Afrique et restitutions : l’heure d’une justice ventriloque a-t-elle sonnée ?
Désormais un classique dans l’analyse de l’Afrique contemporaine, De la Postcolonie[1], ouvrage publié en l’an 2000 par l’historien camerounais Achille Mbembe, peut faire l’objet de plusieurs lectures. L’une d’elle fait de la postcocolonie une nouvelle forme de société africaine caractérisée par un cosmopolitisme tant culturel que pratique et comportemental dans tous les domaines après le moment colonial. C’est un ouvrage qui, si nous reprenons les mots propres de son auteur, est « une interrogation existentielle et historique sur ce que nous faisons de nous-mêmes une fois que le colon est parti[2]. »

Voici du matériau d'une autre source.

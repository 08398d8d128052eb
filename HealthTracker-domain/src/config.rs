//! Import settings read from the environment

use std::env;

use thiserror::Error;
use tracing::info;

use crate::import::{DEFAULT_DATE_PATTERN, DEFAULT_SUMMARY_LIMIT};

/// Configuration errors
#[derive(Debug, Error, PartialEq, Eq)]
pub enum ConfigError {
    #[error("{name} is invalid: {reason}")]
    Invalid { name: &'static str, reason: String },
}

/// Defaults applied to imports when a request does not override them
#[derive(Debug, Clone, PartialEq, Eq)]
pub struct ImportConfig {
    /// strftime-style pattern for timestamps (`IMPORT_DATE_FORMAT`)
    pub date_format: String,
    /// Field separator for delimited text (`IMPORT_DELIMITER`)
    pub delimiter: char,
    /// Issues listed before the remainder is summarised (`IMPORT_MAX_REPORTED_ERRORS`)
    pub max_reported_errors: usize,
}

impl Default for ImportConfig {
    fn default() -> Self {
        Self {
            date_format: DEFAULT_DATE_PATTERN.to_string(),
            delimiter: ',',
            max_reported_errors: DEFAULT_SUMMARY_LIMIT,
        }
    }
}

impl ImportConfig {
    /// Create a new import configuration from environment variables
    pub fn from_env() -> Result<Self, ConfigError> {
        Self::from_lookup(|name| env::var(name).ok())
    }

    fn from_lookup(lookup: impl Fn(&str) -> Option<String>) -> Result<Self, ConfigError> {
        let defaults = Self::default();

        let date_format = lookup("IMPORT_DATE_FORMAT")
            .filter(|s| !s.trim().is_empty())
            .unwrap_or(defaults.date_format);

        let delimiter = match lookup("IMPORT_DELIMITER") {
            Some(raw) => parse_delimiter(&raw)?,
            None => defaults.delimiter,
        };

        let max_reported_errors = match lookup("IMPORT_MAX_REPORTED_ERRORS") {
            Some(raw) => raw.trim().parse::<usize>().map_err(|e| ConfigError::Invalid {
                name: "IMPORT_MAX_REPORTED_ERRORS",
                reason: e.to_string(),
            })?,
            None => defaults.max_reported_errors,
        };

        info!(
            "Import configuration: date_format={}, delimiter={:?}, max_reported_errors={}",
            date_format, delimiter, max_reported_errors
        );

        Ok(Self {
            date_format,
            delimiter,
            max_reported_errors,
        })
    }
}

/// A single character, or the escape `\t` for tab
pub fn parse_delimiter(raw: &str) -> Result<char, ConfigError> {
    if raw == "\\t" || raw.eq_ignore_ascii_case("tab") {
        return Ok('\t');
    }

    let mut chars = raw.chars();
    match (chars.next(), chars.next()) {
        (Some(c), None) if c.is_ascii() => Ok(c),
        _ => Err(ConfigError::Invalid {
            name: "IMPORT_DELIMITER",
            reason: format!("expected a single ASCII character, got {:?}", raw),
        }),
    }
}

Cependant, s’agissant de la colonisation, Frederick Cooper et Ann Laura Stoler mettent en avant une coproduction des colonies assurée à la fois par le colonisateur et le colonisé. D’après eux, « plutôt que de raconter les colonisations d’un seul point de vue, celui de la métropole ou celui de la colonie devenue indépendante », il faut « les englober dans une histoire des empires qui permet d’étudier ensemble, dans leurs interactions réciproques, les dominants et les dominés. Les colonies n’étaient pas des espaces vierges qu’il suffisait de modeler à l’image de l’Europe […] L’empire n’a jamais été omniprésent ou monolithique. Les frontières entre blancs et colonisés sont perméables et changeantes. Parfois les colonisés sont classés dans des catégories où certains comportements les feront accuser de viol. Parfois l’empire ouvre la possibilité aux mariages entre colons et colonisés[3]. »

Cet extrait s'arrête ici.